Prompt →
The entries that follow should be duplicated in full, without a single alteration.

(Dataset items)

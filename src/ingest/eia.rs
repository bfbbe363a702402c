/// EIA (U.S. Energy Information Administration) API v2 Client
///
/// Retrieves weekly petroleum series from the EIA open data API. Every
/// dataset is served as `{base}/{route}/data/` with query-string facets,
/// and responses wrap rows in a `response.data` array.
///
/// API Documentation: https://www.eia.gov/opendata/documentation.php
/// Data browser: https://www.eia.gov/opendata/browser/

use crate::logging::{self, DataSource};
use crate::model::{EiaError, RawRecord, FIELD_PERIOD, FIELD_VALUE, REQUIRED_FIELDS};
use crate::series::SeriesDefinition;
use serde::Deserialize;
use serde_json::{Map, Value};

pub const EIA_BASE_URL: &str = "https://api.eia.gov/v2";

/// The API refuses `length` above this.
pub const MAX_PAGE_LENGTH: usize = 5000;

/// A single row as the API sent it.
pub type Row = Map<String, Value>;

// ============================================================================
// EIA API Response Structures
// ============================================================================

#[derive(Debug, Deserialize)]
struct EiaEnvelope {
    response: Option<EiaResponseBody>,
    error: Option<Value>,
}

#[derive(Debug, Deserialize)]
struct EiaResponseBody {
    /// Row count across all pages. Sent as a number by some API versions
    /// and as a string by others.
    #[serde(default)]
    total: Option<Value>,
    #[serde(default)]
    data: Vec<Row>,
}

/// One page of a data response.
#[derive(Debug, Clone, PartialEq)]
pub struct DataPage {
    pub total: Option<u64>,
    pub rows: Vec<Row>,
}

// ============================================================================
// URL Construction
// ============================================================================

/// Build the data URL for one page of a series.
///
/// Rows are requested in ascending period order so that offsets stay
/// stable while paging.
pub fn build_data_url(
    base_url: &str,
    api_key: &str,
    series: &SeriesDefinition,
    offset: usize,
    length: usize,
) -> String {
    let mut url = format!(
        "{}/{}/data/?api_key={}&frequency={}&data[0]={}",
        base_url.trim_end_matches('/'),
        series.route,
        api_key,
        series.frequency,
        FIELD_VALUE
    );

    for (key, value) in series.facets {
        url.push_str(&format!("&facets[{}][]={}", key, value));
    }

    url.push_str(&format!(
        "&sort[0][column]={}&sort[0][direction]=asc&offset={}&length={}",
        FIELD_PERIOD,
        offset,
        length.min(MAX_PAGE_LENGTH)
    ));
    url
}

/// Replace the `api_key` query value with `***` so URLs can be logged.
pub fn redact_api_key(url: &str) -> String {
    const KEY: &str = "api_key=";
    match url.find(KEY) {
        Some(start) => {
            let value_start = start + KEY.len();
            let value_end = url[value_start..]
                .find('&')
                .map(|i| value_start + i)
                .unwrap_or(url.len());
            format!("{}***{}", &url[..value_start], &url[value_end..])
        }
        None => url.to_string(),
    }
}

// ============================================================================
// Response Parsing
// ============================================================================

/// Parse one response body into its rows and reported total.
pub fn parse_data_page(body: &str) -> Result<DataPage, EiaError> {
    let envelope: EiaEnvelope =
        serde_json::from_str(body).map_err(|e| EiaError::Parse(e.to_string()))?;

    if let Some(err) = envelope.error {
        let message = match err {
            Value::String(s) => s,
            other => other.to_string(),
        };
        return Err(EiaError::Api(message));
    }

    let response = envelope
        .response
        .ok_or_else(|| EiaError::Parse("missing 'response' object".to_string()))?;

    let total = response.total.as_ref().and_then(|t| match t {
        Value::Number(n) => n.as_u64(),
        Value::String(s) => s.trim().parse().ok(),
        _ => None,
    });

    Ok(DataPage {
        total,
        rows: response.data,
    })
}

/// Check that each required field appears in at least one row.
///
/// An empty row set has no fields at all and therefore fails.
pub fn validate_required_fields(rows: &[Row], required: &[&str]) -> Result<(), EiaError> {
    let missing: Vec<String> = required
        .iter()
        .filter(|field| !rows.iter().any(|row| row.contains_key(**field)))
        .map(|field| field.to_string())
        .collect();

    if missing.is_empty() {
        Ok(())
    } else {
        Err(EiaError::MissingFields(missing))
    }
}

fn field_text(row: &Row, field: &str) -> Option<String> {
    match row.get(field)? {
        Value::Null => None,
        Value::String(s) => Some(s.clone()),
        other => Some(other.to_string()),
    }
}

/// Convert an API row into the pipeline's raw record.
pub fn record_from_row(row: &Row) -> RawRecord {
    RawRecord {
        period: field_text(row, FIELD_PERIOD),
        value: field_text(row, FIELD_VALUE),
        series: field_text(row, "series"),
        product_name: field_text(row, "product-name"),
        units: field_text(row, "units"),
    }
}

/// Convert validated rows into raw records.
pub fn records_from_rows(rows: &[Row]) -> Result<Vec<RawRecord>, EiaError> {
    if rows.is_empty() {
        return Ok(Vec::new());
    }
    validate_required_fields(rows, REQUIRED_FIELDS)?;
    Ok(rows.iter().map(record_from_row).collect())
}

// ============================================================================
// API Client Functions
// ============================================================================

/// Fetch a single page
pub fn fetch_page(
    client: &reqwest::blocking::Client,
    url: &str,
) -> Result<DataPage, EiaError> {
    let response = client
        .get(url)
        .header("Accept", "application/json")
        .send()?;

    let status = response.status();
    if !status.is_success() {
        return Err(EiaError::Http(status.as_u16()));
    }

    let body = response.text()?;
    parse_data_page(&body)
}

/// Reject an empty result and rows that lack the required fields.
///
/// Applied to every row set that enters the pipeline, whether it came from
/// the API or from a snapshot.
pub fn check_rows(series: &SeriesDefinition, rows: Vec<Row>) -> Result<Vec<Row>, EiaError> {
    if rows.is_empty() {
        return Err(EiaError::NoDataAvailable(series.id.to_string()));
    }
    validate_required_fields(&rows, REQUIRED_FIELDS)?;
    Ok(rows)
}

/// Page through a series with `fetch(offset, length)` until the reported
/// total is reached, a page comes back empty, or `max_pages` is hit.
///
/// Each offset is the number of rows already received, so a short page
/// never skips rows.
pub fn collect_pages<F>(
    series: &SeriesDefinition,
    page_length: usize,
    max_pages: usize,
    mut fetch: F,
) -> Result<Vec<Row>, EiaError>
where
    F: FnMut(usize, usize) -> Result<DataPage, EiaError>,
{
    let length = page_length.clamp(1, MAX_PAGE_LENGTH);
    let max_pages = max_pages.max(1);
    let mut rows: Vec<Row> = Vec::new();

    for page_index in 0..max_pages {
        let page = fetch(rows.len(), length)?;
        let received = page.rows.len();
        rows.extend(page.rows);

        let done = match page.total {
            Some(total) => rows.len() as u64 >= total,
            None => received < length,
        };
        if received == 0 || done {
            break;
        }
        if page_index + 1 == max_pages {
            logging::warn(
                DataSource::Eia,
                Some(series.id),
                &format!("stopped after {} pages with {} rows", max_pages, rows.len()),
            );
        }
    }

    let rows = check_rows(series, rows)?;
    logging::info(
        DataSource::Eia,
        Some(series.id),
        &format!("received {} rows", rows.len()),
    );
    Ok(rows)
}

/// Fetch every row of a series from the API.
///
/// # Returns
/// The raw API rows, in ascending period order.
pub fn fetch_rows(
    client: &reqwest::blocking::Client,
    base_url: &str,
    api_key: &str,
    series: &SeriesDefinition,
    page_length: usize,
    max_pages: usize,
) -> Result<Vec<Row>, EiaError> {
    if api_key.trim().is_empty() {
        return Err(EiaError::MissingApiKey);
    }

    collect_pages(series, page_length, max_pages, |offset, length| {
        let url = build_data_url(base_url, api_key, series, offset, length);
        logging::debug(
            DataSource::Eia,
            Some(series.id),
            &format!("GET {}", redact_api_key(&url)),
        );
        fetch_page(client, &url)
    })
}

// ============================================================================
// Tests
// ============================================================================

Task output →
filename src/ingest/eia.rs
repository bfbbe363a702402c
/// EIA (U.S. Energy Information Administration) API v2 Client
///
/// Retrieves weekly petroleum series from the EIA open data API. Every
/// dataset is served as `{base}/{route}/data/` with query-string facets,
/// and responses wrap rows in a `response.data` array.
///
/// API Documentation: https://www.eia.gov/opendata/documentation.php
/// Data browser: https://www.eia.gov/opendata/browser/

use crate::logging::{self, DataSource};
use crate::model::{EiaError, RawRecord, FIELD_PERIOD, FIELD_VALUE, REQUIRED_FIELDS};
use crate::series::SeriesDefinition;
use serde::Deserialize;
use serde_json::{Map, Value};

pub const EIA_BASE_URL: &str = "https://api.eia.gov/v2";

/// The API refuses `length` above this.
pub const MAX_PAGE_LENGTH: usize = 5000;

/// A single row as the API sent it.
pub type Row = Map<String, Value>;

// ============================================================================
// EIA API Response Structures
// ============================================================================

#[derive(Debug, Deserialize)]
struct EiaEnvelope {
    response: Option<EiaResponseBody>,
    error: Option<Value>,
}

#[derive(Debug, Deserialize)]
struct EiaResponseBody {
    /// Row count across all pages. Sent as a number by some API versions
    /// and as a string by others.
    #[serde(default)]
    total: Option<Value>,
    #[serde(default)]
    data: Vec<Row>,
}

/// One page of a data response.
#[derive(Debug, Clone, PartialEq)]
pub struct DataPage {
    pub total: Option<u64>,
    pub rows: Vec<Row>,
}

// ============================================================================
// URL Construction
// ============================================================================

/// Build the data URL for one page of a series.
///
/// Rows are requested in ascending period order so that offsets stay
/// stable while paging.
pub fn build_data_url(
    base_url: &str,
    api_key: &str,
    series: &SeriesDefinition,
    offset: usize,
    length: usize,
) -> String {
    let mut url = format!(
        "{}/{}/data/?api_key={}&frequency={}&data[0]={}",
        base_url.trim_end_matches('/'),
        series.route,
        api_key,
        series.frequency,
        FIELD_VALUE
    );

    for (key, value) in series.facets {
        url.push_str(&format!("&facets[{}][]={}", key, value));
    }

    url.push_str(&format!(
        "&sort[0][column]={}&sort[0][direction]=asc&offset={}&length={}",
        FIELD_PERIOD,
        offset,
        length.min(MAX_PAGE_LENGTH)
    ));
    url
}

/// Replace the `api_key` query value with `***` so URLs can be logged.
pub fn redact_api_key(url: &str) -> String {
    const KEY: &str = "api_key=";
    match url.find(KEY) {
        Some(start) => {
            let value_start = start + KEY.len();
            let value_end = url[value_start..]
                .find('&')
                .map(|i| value_start + i)
                .unwrap_or(url.len());
            format!("{}***{}", &url[..value_start], &url[value_end..])
        }
        None => url.to_string(),
    }
}

// ============================================================================
// Response Parsing
// ============================================================================

/// Parse one response body into its rows and reported total.
pub fn parse_data_page(body: &str) -> Result<DataPage, EiaError> {
    let envelope: EiaEnvelope =
        serde_json::from_str(body).map_err(|e| EiaError::Parse(e.to_string()))?;

    if let Some(err) = envelope.error {
        let message = match err {
            Value::String(s) => s,
            other => other.to_string(),
        };
        return Err(EiaError::Api(message));
    }

    let response = envelope
        .response
        .ok_or_else(|| EiaError::Parse("missing 'response' object".to_string()))?;

    let total = response.total.as_ref().and_then(|t| match t {
        Value::Number(n) => n.as_u64(),
        Value::String(s) => s.trim().parse().ok(),
        _ => None,
    });

    Ok(DataPage {
        total,
        rows: response.data,
    })
}

/// Check that each required field appears in at least one row.
///
/// An empty row set has no fields at all and therefore fails.
pub fn validate_required_fields(rows: &[Row], required: &[&str]) -> Result<(), EiaError> {
    let missing: Vec<String> = required
        .iter()
        .filter(|field| !rows.iter().any(|row| row.contains_key(**field)))
        .map(|field| field.to_string())
        .collect();

    if missing.is_empty() {
        Ok(())
    } else {
        Err(EiaError::MissingFields(missing))
    }
}

fn field_text(row: &Row, field: &str) -> Option<String> {
    match row.get(field)? {
        Value::Null => None,
        Value::String(s) => Some(s.clone()),
        other => Some(other.to_string()),
    }
}

/// Convert an API row into the pipeline's raw record.
pub fn record_from_row(row: &Row) -> RawRecord {
    RawRecord {
        period: field_text(row, FIELD_PERIOD),
        value: field_text(row, FIELD_VALUE),
        series: field_text(row, "series"),
        product_name: field_text(row, "product-name"),
        units: field_text(row, "units"),
    }
}

/// Convert validated rows into raw records.
pub fn records_from_rows(rows: &[Row]) -> Result<Vec<RawRecord>, EiaError> {
    if rows.is_empty() {
        return Ok(Vec::new());
    }
    validate_required_fields(rows, REQUIRED_FIELDS)?;
    Ok(rows.iter().map(record_from_row).collect())
}

// ============================================================================
// API Client Functions
// ============================================================================

/// Fetch a single page
pub fn fetch_page(
    client: &reqwest::blocking::Client,
    url: &str,
) -> Result<DataPage, EiaError> {
    let response = client
        .get(url)
        .header("Accept", "application/json")
        .send()?;

    let status = response.status();
    if !status.is_success() {
        return Err(EiaError::Http(status.as_u16()));
    }

    let body = response.text()?;
    parse_data_page(&body)
}

/// Reject an empty result and rows that lack the required fields.
///
/// Applied to every row set that enters the pipeline, whether it came from
/// the API or from a snapshot.
pub fn check_rows(series: &SeriesDefinition, rows: Vec<Row>) -> Result<Vec<Row>, EiaError> {
    if rows.is_empty() {
        return Err(EiaError::NoDataAvailable(series.id.to_string()));
    }
    validate_required_fields(&rows, REQUIRED_FIELDS)?;
    Ok(rows)
}

/// Page through a series with `fetch(offset, length)` until the reported
/// total is reached, a page comes back empty, or `max_pages` is hit.
///
/// Each offset is the number of rows already received, so a short page
/// never skips rows.
pub fn collect_pages<F>(
    series: &SeriesDefinition,
    page_length: usize,
    max_pages: usize,
    mut fetch: F,
) -> Result<Vec<Row>, EiaError>
where
    F: FnMut(usize, usize) -> Result<DataPage, EiaError>,
{
    let length = page_length.clamp(1, MAX_PAGE_LENGTH);
    let max_pages = max_pages.max(1);
    let mut rows: Vec<Row> = Vec::new();

    for page_index in 0..max_pages {
        let page = fetch(rows.len(), length)?;
        let received = page.rows.len();
        rows.extend(page.rows);

        let done = match page.total {
            Some(total) => rows.len() as u64 >= total,
            None => received < length,
        };
        if received == 0 || done {
            break;
        }
        if page_index + 1 == max_pages {
            logging::warn(
                DataSource::Eia,
                Some(series.id),
                &format!("stopped after {} pages with {} rows", max_pages, rows.len()),
            );
        }
    }

    let rows = check_rows(series, rows)?;
    logging::info(
        DataSource::Eia,
        Some(series.id),
        &format!("received {} rows", rows.len()),
    );
    Ok(rows)
}

/// Fetch every row of a series from the API.
///
/// # Returns
/// The raw API rows, in ascending period order.
pub fn fetch_rows(
    client: &reqwest::blocking::Client,
    base_url: &str,
    api_key: &str,
    series: &SeriesDefinition,
    page_length: usize,
    max_pages: usize,
) -> Result<Vec<Row>, EiaError> {
    if api_key.trim().is_empty() {
        return Err(EiaError::MissingApiKey);
    }

    collect_pages(series, page_length, max_pages, |offset, length| {
        let url = build_data_url(base_url, api_key, series, offset, length);
        logging::debug(
            DataSource::Eia,
            Some(series.id),
            &format!("GET {}", redact_api_key(&url)),
        );
        fetch_page(client, &url)
    })
}

// ============================================================================
// Tests
// ============================================================================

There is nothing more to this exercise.